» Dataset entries
┄┄┄┄┄┄┄┄┄┄┄┄┄┄┄┄┄┄┄┄
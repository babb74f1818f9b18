//! # Storefront Error Types
//!
//! ## Error Handling Strategy
//! ```text
//! ┌─────────────────────────────────────────────────────────────────────────┐
//! │                    Error Flow in Shoecart                               │
//! │                                                                         │
//! │  CartStore::add_product(id)                                             │
//! │         │                                                               │
//! │         ▼                                                               │
//! │  ┌──────────────────────────────────────────────────────────────────┐  │
//! │  │  try_add(id) -> CartResult<()>                                   │  │
//! │  │         │                                                        │  │
//! │  │  Catalog error? ─── CatalogError::Timeout ───────┐              │  │
//! │  │         │                                        │              │  │
//! │  │  Cart rule?  ────── CoreError::OutOfStock ───── CartError       │  │
//! │  │         │                                        │              │  │
//! │  │  Success ─► persist                              ▼              │  │
//! │  │                             warn!(error = %e) + e.toast(op, ..) │  │
//! │  └──────────────────────────────────────────────────────────────────┘  │
//! │                                                   │                     │
//! │                                                   ▼                     │
//! │                           "Erro na adição do produto" (error)          │
//! │                    or "Quantidade solicitada fora de estoque" (warning)│
//! └─────────────────────────────────────────────────────────────────────────┘
//! ```
//!
//! Storage failures are not part of `CartError`: a failed write is logged
//! and the in-memory cart stays authoritative.
//!
//! `AppError` covers the CLI host only (configuration and bootstrap).

use std::fmt;
use thiserror::Error;

use shoecart_catalog::CatalogError;
use shoecart_core::{CoreError, ValidationError};
use shoecart_db::DbError;

use crate::messages::Messages;
use crate::toast::Toast;

/// The three cart mutations, used to pick the failure message.
#[derive(Debug, Clone, Copy, PartialEq, Eq)]
pub enum CartOp {
    Add,
    Remove,
    Update,
}

impl fmt::Display for CartOp {
    fn fmt(&self, f: &mut fmt::Formatter<'_>) -> fmt::Result {
        match self {
            CartOp::Add => write!(f, "add"),
            CartOp::Remove => write!(f, "remove"),
            CartOp::Update => write!(f, "update"),
        }
    }
}

/// Any fault inside a cart mutation.
#[derive(Debug, Error)]
pub enum CartError {
    /// The stock service call failed.
    #[error("Catalog error: {0}")]
    Catalog(#[from] CatalogError),

    /// A cart rule rejected the change.
    #[error("Cart error: {0}")]
    Core(#[from] CoreError),
}

impl From<ValidationError> for CartError {
    fn from(err: ValidationError) -> Self {
        CartError::Core(CoreError::Validation(err))
    }
}

impl CartError {
    /// Over-stock on a line that is (or would be) in the cart.
    pub fn is_out_of_stock(&self) -> bool {
        matches!(self, CartError::Core(e) if e.is_out_of_stock())
    }

    /// The toast a shopper sees for this fault.
    ///
    /// Over-stock gets the dedicated warning; everything else collapses to
    /// the operation's generic error.
    pub fn toast(&self, op: CartOp, messages: &Messages) -> Toast {
        if self.is_out_of_stock() {
            return Toast::warning(messages.out_of_stock);
        }

        match op {
            CartOp::Add => Toast::error(messages.add_failure),
            CartOp::Remove => Toast::error(messages.remove_failure),
            CartOp::Update => Toast::error(messages.update_failure),
        }
    }
}

/// Result type for cart mutations.
pub type CartResult<T> = Result<T, CartError>;

/// Startup and host errors for the `shoecart` binary.
#[derive(Debug, Error)]
pub enum AppError {
    /// An environment variable or flag has an unusable value.
    #[error("Invalid configuration: {0}")]
    Config(String),

    /// The platform data directory could not be determined.
    #[error("Could not determine app data directory")]
    DataDir,

    #[error("I/O error: {0}")]
    Io(#[from] std::io::Error),

    #[error(transparent)]
    Database(#[from] DbError),

    #[error(transparent)]
    Catalog(#[from] CatalogError),

    #[error("Output encoding failed: {0}")]
    Json(#[from] serde_json::Error),
}

/// Result type for the CLI host.
pub type AppResult<T> = Result<T, AppError>;
//! # Toast Notifications
//!
//! The only channel through which cart failures reach the shopper.
//!
//! ```text
//! ┌─────────────────────────────────────────────────────────────────────────┐
//! │  CartStore ── CartError::toast(op, messages) ──► Toast                 │
//! │                                                   │                     │
//! │                                                   ▼                     │
//! │                                     Arc<dyn ToastSink>::show(toast)    │
//! │                                                   │                     │
//! │                      ┌────────────────────────────┼──────────────┐     │
//! │                      ▼                            ▼              ▼     │
//! │                  ToastLog                  TracingToasts     (tuple)   │
//! │            (CLI stderr, tests)              (log events)     fan-out   │
//! └─────────────────────────────────────────────────────────────────────────┘
//! ```

use serde::Serialize;
use std::fmt;
use std::sync::{Arc, Mutex, PoisonError};
use tracing::{error, warn};

/// Severity of a toast.
#[derive(Debug, Clone, Copy, PartialEq, Eq, Serialize)]
#[serde(rename_all = "lowercase")]
pub enum ToastLevel {
    Error,
    Warning,
}

impl fmt::Display for ToastLevel {
    fn fmt(&self, f: &mut fmt::Formatter<'_>) -> fmt::Result {
        match self {
            ToastLevel::Error => write!(f, "error"),
            ToastLevel::Warning => write!(f, "warning"),
        }
    }
}

/// A short user-facing notification.
#[derive(Debug, Clone, PartialEq, Eq, Serialize)]
pub struct Toast {
    pub level: ToastLevel,
    pub message: String,
}

impl Toast {
    pub fn error(message: impl Into<String>) -> Self {
        Toast {
            level: ToastLevel::Error,
            message: message.into(),
        }
    }

    pub fn warning(message: impl Into<String>) -> Self {
        Toast {
            level: ToastLevel::Warning,
            message: message.into(),
        }
    }
}

impl fmt::Display for Toast {
    fn fmt(&self, f: &mut fmt::Formatter<'_>) -> fmt::Result {
        write!(f, "[{}] {}", self.level, self.message)
    }
}

/// Where toasts are displayed.
pub trait ToastSink: Send + Sync {
    fn show(&self, toast: Toast);
}

/// Fan-out to two sinks.
impl<A: ToastSink, B: ToastSink> ToastSink for (A, B) {
    fn show(&self, toast: Toast) {
        self.0.show(toast.clone());
        self.1.show(toast);
    }
}

/// Records toasts in order until drained.
///
/// Clones share the same buffer.
#[derive(Debug, Clone, Default)]
pub struct ToastLog {
    toasts: Arc<Mutex<Vec<Toast>>>,
}

impl ToastLog {
    pub fn new() -> Self {
        Self::default()
    }

    /// Copy of everything shown so far.
    pub fn snapshot(&self) -> Vec<Toast> {
        self.toasts
            .lock()
            .unwrap_or_else(PoisonError::into_inner)
            .clone()
    }

    /// Takes everything shown so far, leaving the log empty.
    pub fn drain(&self) -> Vec<Toast> {
        std::mem::take(&mut *self.toasts.lock().unwrap_or_else(PoisonError::into_inner))
    }

    pub fn is_empty(&self) -> bool {
        self.toasts
            .lock()
            .unwrap_or_else(PoisonError::into_inner)
            .is_empty()
    }
}

impl ToastSink for ToastLog {
    fn show(&self, toast: Toast) {
        self.toasts
            .lock()
            .unwrap_or_else(PoisonError::into_inner)
            .push(toast);
    }
}

/// Emits toasts as log events.
#[derive(Debug, Clone, Copy, Default)]
pub struct TracingToasts;

impl ToastSink for TracingToasts {
    fn show(&self, toast: Toast) {
        match toast.level {
            ToastLevel::Error => error!(toast = %toast.message, "Toast shown"),
            ToastLevel::Warning => warn!(toast = %toast.message, "Toast shown"),
        }
    }
}
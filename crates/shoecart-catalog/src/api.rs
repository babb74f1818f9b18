//! The seam between the cart store and the stock service.

use async_trait::async_trait;
use shoecart_core::{ProductDetails, ProductId, Stock};

use crate::error::CatalogResult;

/// Read-only access to stock levels and product metadata.
///
/// Implemented by [`crate::CatalogClient`] over HTTP; tests supply their own.
#[async_trait]
pub trait CatalogApi: Send + Sync {
    /// Current stock level of a product.
    async fn stock(&self, id: ProductId) -> CatalogResult<Stock>;

    /// Title, price and image of a product.
    async fn product(&self, id: ProductId) -> CatalogResult<ProductDetails>;
}
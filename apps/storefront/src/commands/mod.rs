//! # Commands Module
//!
//! What the UI (here: the CLI) can ask of the cart.
//!
//! ## Command Organization
//! ```text
//! commands/
//! ├── mod.rs      ◄─── You are here (exports)
//! └── cart.rs     ◄─── get_cart, add_to_cart, remove_from_cart, update_cart_item
//! ```
//!
//! Every command returns the full [`cart::CartResponse`] so the caller can
//! re-render without a second round trip. Failures never come back as
//! `Err`: they have already been shown as toasts.

pub mod cart;
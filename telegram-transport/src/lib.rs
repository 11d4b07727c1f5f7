//! Telegram Bot API transport.
//!
//! [`TelegramClient`] wraps the two Bot API methods the bot needs
//! (`getUpdates`, `sendMessage`); [`Poller`] long-polls for updates and feeds
//! each text message to the conversation engine.

mod chunks;
mod client;
mod config;
mod errors;
mod poller;
pub mod types;

pub use chunks::{MAX_MESSAGE_LEN, split_message};
pub use client::TelegramClient;
pub use config::{DEFAULT_API_BASE, DEFAULT_POLL_TIMEOUT_SECS, TelegramConfig};
pub use errors::{Result, TelegramError};
pub use poller::{Poller, TRANSIENT_FAILURE_REPLY};
//! Embedded help documents, built once at startup.

use tracing::{debug, info, instrument};

use crate::{
    corpus::Corpus,
    embed::EmbeddingsProvider,
    errors::{KbError, Result},
};

/// A help document with its precomputed vector. Immutable after build.
#[derive(Debug, Clone, PartialEq)]
pub struct Document {
    pub topic: String,
    pub body: String,
    pub embedding: Vec<f32>,
}

/// Best-scoring document for a query vector.
#[derive(Debug, Clone, Copy, PartialEq)]
pub struct DocumentHit<'a> {
    pub index: usize,
    pub document: &'a Document,
    pub score: f32,
}

/// Fixed set of embedded documents, in corpus order.
#[derive(Debug, Clone)]
pub struct DocumentIndex {
    documents: Vec<Document>,
}

impl DocumentIndex {
    /// Embeds every corpus body with `provider`.
    ///
    /// # Errors
    /// Propagates embedding failures; `KbError::VectorSizeMismatch` if the
    /// backend returns vectors of different sizes.
    #[instrument(skip_all, fields(documents = corpus.len()))]
    pub async fn build(corpus: &Corpus, provider: &dyn EmbeddingsProvider) -> Result<Self> {
        let mut documents = Vec::with_capacity(corpus.len());
        for entry in corpus.entries() {
            let embedding = provider.embed(&entry.body).await?;
            debug!(topic = %entry.topic, dim = embedding.len(), "document embedded");
            documents.push(Document {
                topic: entry.topic.clone(),
                body: entry.body.clone(),
                embedding,
            });
        }
        let index = Self::from_documents(documents)?;
        info!(documents = index.len(), dim = index.dim(), "document index ready");
        Ok(index)
    }

    /// Wraps documents whose vectors are already known.
    pub fn from_documents(documents: Vec<Document>) -> Result<Self> {
        if documents.is_empty() {
            return Err(KbError::Config("document index has no documents".into()));
        }
        let want = documents[0].embedding.len();
        if let Some(bad) = documents.iter().find(|d| d.embedding.len() != want) {
            return Err(KbError::VectorSizeMismatch {
                got: bad.embedding.len(),
                want,
            });
        }
        Ok(Self { documents })
    }

    /// Highest-scoring document. Ties keep the lowest index.
    pub fn best_match(
        &self,
        query: &[f32],
        provider: &dyn EmbeddingsProvider,
    ) -> Option<DocumentHit<'_>> {
        let mut best: Option<DocumentHit<'_>> = None;
        for (index, document) in self.documents.iter().enumerate() {
            let score = provider.similarity(query, &document.embedding);
            if score.is_nan() {
                continue;
            }
            // Strict `>` keeps the earliest document on ties.
            if best.is_none_or(|b| score > b.score) {
                best = Some(DocumentHit {
                    index,
                    document,
                    score,
                });
            }
        }
        best
    }

    pub fn documents(&self) -> &[Document] {
        &self.documents
    }

    pub fn len(&self) -> usize {
        self.documents.len()
    }

    pub fn is_empty(&self) -> bool {
        self.documents.is_empty()
    }

    /// Vector size shared by all documents.
    pub fn dim(&self) -> usize {
        self.documents.first().map_or(0, |d| d.embedding.len())
    }
}

#[cfg(test)]
mod tests {
    use super::*;
    use std::{future::Future, pin::Pin};

    struct Unit;

    impl EmbeddingsProvider for Unit {
        fn embed<'a>(
            &'a self,
            _text: &'a str,
        ) -> Pin<Box<dyn Future<Output = Result<Vec<f32>>> + Send + 'a>> {
            Box::pin(async { Ok(vec![1.0, 0.0]) })
        }
    }

    fn doc(topic: &str, v: Vec<f32>) -> Document {
        Document {
            topic: topic.into(),
            body: format!("{topic} body"),
            embedding: v,
        }
    }

    #[test]
    fn ties_resolve_to_lowest_index() {
        let index = DocumentIndex::from_documents(vec![
            doc("a", vec![0.0, 1.0]),
            doc("b", vec![1.0, 0.0]),
            doc("c", vec![2.0, 0.0]),
        ])
        .unwrap();
        let hit = index.best_match(&[1.0, 0.0], &Unit).unwrap();
        assert_eq!(hit.index, 1);
        assert_eq!(hit.document.topic, "b");
    }

    #[test]
    fn mixed_dimensions_are_rejected() {
        let err = DocumentIndex::from_documents(vec![doc("a", vec![1.0]), doc("b", vec![1.0, 2.0])])
            .unwrap_err();
        assert!(matches!(err, KbError::VectorSizeMismatch { got: 2, want: 1 }));
    }

    #[tokio::test]
    async fn build_embeds_each_body() {
        let index = DocumentIndex::build(&Corpus::reference(), &Unit).await.unwrap();
        assert_eq!(index.len(), 4);
        assert_eq!(index.dim(), 2);
    }
}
┄┄┄┄┄┄┄┄┄┄┄┄┄┄┄┄┄┄┄┄
» Task statement
The answer must be the lines from the one containing "async fn build_embeds_each_body()" to the final line of the data above, copied exactly, both included, with nothing added.

» Solution
    async fn build_embeds_each_body() {
        let index = DocumentIndex::build(&Corpus::reference(), &Unit).await.unwrap();
        assert_eq!(index.len(), 4);
        assert_eq!(index.dim(), 2);
    }
}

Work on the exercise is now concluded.